An access system for a vehicle may include: at least one antenna configured to receive an access signal for authorizing access to the vehicle; and a controller configured to: receiving motion data from a key fob associated with the vehicle, the motion data indicating a route of a user associated with the key fob; classifying the athletic data as one of an open route and a closed route; and restricting access to the vehicle in response to the motion data being classified as an open route.

Description

System and method for detecting and preventing relay attacks on keyless systems of vehicles
Technical Field
Systems and methods for detecting and preventing relay attacks on a vehicle keyless system are disclosed herein.
Background
More and more vehicles include passive entry systems where the key fob can transmit certain frequencies and unlock and lock the doors. These passive entry systems provide great usability, improve customer satisfaction, and provide vehicle anti-theft protection. However, as the capabilities of these keyless systems increase, the range over which the vehicle can detect a key fob increases, which in turn creates a greater opportunity for the entry system to become vulnerable to relay attacks.
Disclosure of Invention
An access system for a vehicle may include: at least one antenna configured to receive an access signal for authorizing access to the vehicle; and a controller configured to: receiving motion data from a key fob associated with the vehicle, the motion data indicating a route of a user associated with the key fob; classifying the athletic data as one of an open route and a closed route; and restricting access to the vehicle in response to the motion data being classified as an open route.
A method for a vehicle access system may include: receiving motion data from a key fob associated with a vehicle, the motion data indicating a route of a user associated with the key fob; classifying the athletic data into one of a plurality of route types including an open route type and a closed route type by comparing the athletic data with previously classified athletic data; and updating a classification database with the movement data and associated route types for classification of other movement data.

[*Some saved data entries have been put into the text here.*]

#[async_trait]
impl StorageBackend<FtpUser> for InMemoryFilesystem {
    type Metadata = FileMeta;

    fn supported_features(&self) -> u32 {
        libunftp::storage::FEATURE_RESTART
    }

    async fn metadata<P: AsRef<Path> + Send + Debug>(&self, user: &FtpUser, path: P) -> Result<Self::Metadata> {
        let tree = self.tree(user)?;
        let key = Key::of(path.as_ref());
        match tree.entry(&key).await?.ok_or_else(not_found)? {
            Entry::File(len) => Ok(FileMeta::file(len, tree.modified(key.file()))),
            Entry::Dir => Ok(FileMeta::directory(tree.modified(&key.dir()))),
        }
    }

    async fn list<P: AsRef<Path> + Send + Debug>(
        &self,
        user: &FtpUser,
        path: P,
    ) -> Result<Vec<Fileinfo<PathBuf, Self::Metadata>>> {
        let tree = self.tree(user)?;
        let key = Key::of(path.as_ref());
        tree.require_dir(&key).await?;

        let mut listing = Vec::new();
        for (name, is_dir) in tree.children(&key).await? {
            let child = key.child(&name);
            let metadata = if is_dir {
                FileMeta::directory(tree.modified(&child.dir()))
            } else {
                let len = tree.storage.metadata(user, child.file()).await?.len();
                FileMeta::file(len, tree.modified(child.file()))
            };
            listing.push(Fileinfo {
                path: PathBuf::from(name),
                metadata,
            });
        }
        Ok(listing)
    }

    async fn get<P: AsRef<Path> + Send + Debug>(
        &self,
        user: &FtpUser,
        path: P,
        start_pos: u64,
    ) -> Result<Box<dyn AsyncRead + Send + Sync + Unpin>> {
        let tree = self.tree(user)?;
        let key = Key::of(path.as_ref());
        match tree.entry(&key).await? {
            Some(Entry::File(len)) if start_pos >= len => Ok(Box::new(tokio::io::empty())),
            Some(Entry::File(_)) => tree.storage.get(user, key.file(), start_pos).await,
            Some(Entry::Dir) => Err(Error::new(ErrorKind::PermanentFileNotAvailable, "is a directory")),
            None => Err(not_found()),
        }
    }

    async fn put<P: AsRef<Path> + Send + Debug, R: AsyncRead + Send + Sync + Unpin + 'static>(
        &self,
        user: &FtpUser,
        mut input: R,
        path: P,
        start_pos: u64,
    ) -> Result<u64> {
        let tree = self.tree(user)?;
        let key = Key::of(path.as_ref());
        if key.is_root() {
            return Err(root_denied());
        }
        tree.require_dir(&key.parent()).await.map_err(|_| not_found())?;

        let written = match tree.entry(&key).await? {
            Some(Entry::Dir) => return Err(Error::new(ErrorKind::FileNameNotAllowedError, "is a directory")),
            Some(Entry::File(_)) if start_pos > 0 => {
                let mut data = tree.op.read(key.file()).await.map_err(opendal_error)?.to_vec();
                data.truncate(usize::try_from(start_pos).unwrap_or(usize::MAX));
                let mut incoming = Vec::new();
                input
                    .read_to_end(&mut incoming)
                    .await
                    .map_err(|e| Error::new(ErrorKind::TransientFileNotAvailable, e))?;
                data.extend_from_slice(&incoming);
                tree.op.write(key.file(), data).await.map_err(opendal_error)?;
                incoming.len() as u64
            }
            _ => tree.storage.put(user, input, key.file(), 0).await?,
        };

        tree.touch(key.file().to_string());
        tree.touch(key.parent().dir());
        tracing::debug!(user = %user, path = ?path, bytes = written, "Stored in-memory file");
        Ok(written)
    }

    async fn del<P: AsRef<Path> + Send + Debug>(&self, user: &FtpUser, path: P) -> Result<()> {
        let tree = self.tree(user)?;
        let key = Key::of(path.as_ref());
        match tree.entry(&key).await? {
            Some(Entry::File(_)) => {
                tree.storage.del(user, key.file()).await?;
                tree.modified.remove(key.file());
                tree.touch(key.parent().dir());
                Ok(())
            }
            Some(Entry::Dir) => Err(Error::new(ErrorKind::PermanentFileNotAvailable, "is a directory")),
            None => Err(not_found()),
        }
    }

    async fn mkd<P: AsRef<Path> + Send + Debug>(&self, user: &FtpUser, path: P) -> Result<()> {
        let tree = self.tree(user)?;
        let key = Key::of(path.as_ref());
        if key.is_root() {
            return Err(root_denied());
        }
        let _guard = tree.structure.lock().await;
        tree.require_dir(&key.parent()).await.map_err(|_| not_found())?;
        if tree.entry(&key).await?.is_some() {
            return Err(Error::new(ErrorKind::FileNameNotAllowedError, "already exists"));
        }

        tree.storage.mkd(user, key.file()).await?;
        tree.touch(key.dir());
        tree.touch(key.parent().dir());
        Ok(())
    }

    async fn rename<P: AsRef<Path> + Send + Debug>(&self, user: &FtpUser, from: P, to: P) -> Result<()> {
        let tree = self.tree(user)?;
        let (from, to) = (Key::of(from.as_ref()), Key::of(to.as_ref()));
        if from.is_root() || to.is_root() {
            return Err(root_denied());
        }
        if to.is_within(&from) {
            return Err(Error::new(ErrorKind::FileNameNotAllowedError, "cannot move a directory into itself"));
        }

        let _guard = tree.structure.lock().await;
        let source = tree.entry(&from).await?.ok_or_else(not_found)?;
        tree.require_dir(&to.parent()).await.map_err(|_| not_found())?;
        if tree.entry(&to).await?.is_some() {
            return Err(Error::new(ErrorKind::FileNameNotAllowedError, "target already exists"));
        }

        match source {
            Entry::File(_) => tree.move_file(from.file(), to.file()).await?,
            Entry::Dir => tree.move_dir(&from, &to).await?,
        }
        tree.touch(from.parent().dir());
        tree.touch(to.parent().dir());
        tracing::debug!(user = %user, from = %from.0, to = %to.0, "Renamed in-memory entry");
        Ok(())
    }

    async fn rmd<P: AsRef<Path> + Send + Debug>(&self, user: &FtpUser, path: P) -> Result<()> {
        let tree = self.tree(user)?;
        let key = Key::of(path.as_ref());
        if key.is_root() {
            return Err(root_denied());
        }
        let _guard = tree.structure.lock().await;
        tree.require_dir(&key).await?;
        if !tree.children(&key).await?.is_empty() {
            return Err(Error::new(ErrorKind::PermanentDirectoryNotEmpty, "directory not empty"));
        }

        tree.storage.rmd(user, key.dir()).await?;
        tree.modified.remove(&key.dir());
        tree.touch(key.parent().dir());
        Ok(())
    }

    async fn cwd<P: AsRef<Path> + Send + Debug>(&self, user: &FtpUser, path: P) -> Result<()> {
        let tree = self.tree(user)?;
        let key = Key::of(path.as_ref());
        tree.storage.cwd(user, key.dir()).await
    }
}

An access system for a vehicle may include: a memory configured to maintain motion data associated with a route classification; a controller in communication with the memory and configured to: receiving motion data generated by a sensor within a key fob associated with the vehicle, the motion data indicating a route of the key fob; classifying the athletic data as one of an open route and a closed route; and restricting access to the vehicle in response to the motion data being classified as an open route.
Drawings
Embodiments of the present disclosure are particularly pointed out in the appended claims. However, other features of the various embodiments will become more apparent and will be best understood by referring to the following detailed description in conjunction with the accompanying drawings, in which:
FIG. 1 shows an exploded view of a display system according to one embodiment;
FIG. 2 illustrates an example diagram of a relay attack scenario;
FIG. 3A shows an example route similar to that of FIG. 2, where the user returns to the vehicle;
FIG. 3B is an example of a route in which the user has not returned to the vehicle;
FIG. 4 illustrates an example system in which a key fob includes a sensor, a database authenticator, and a classifier;
FIG. 5 illustrates another example system, where a key fob includes sensors and a database, and a vehicle includes an authenticator and a classifier;
FIG. 6 illustrates another example system, where a key fob includes a sensor, a database, and a classifier, and a vehicle includes an authenticator;
FIG. 7 illustrates another example system, where the key fob includes a sensor and the server includes a database, an authenticator, and a classifier; and
FIG. 8 illustrates an example process for the access system of FIG. 1.
Detailed Description
As required, detailed embodiments of the present invention are disclosed herein; however, it is to be understood that the disclosed embodiments are merely exemplary of the invention that may be embodied in various and alternative forms. The figures are not necessarily to scale; some features may be exaggerated or minimized to show details of particular components. Therefore, specific structural and functional details disclosed herein are not to be interpreted as limiting, but merely as a representative basis for teaching one skilled in the art to variously employ the present invention.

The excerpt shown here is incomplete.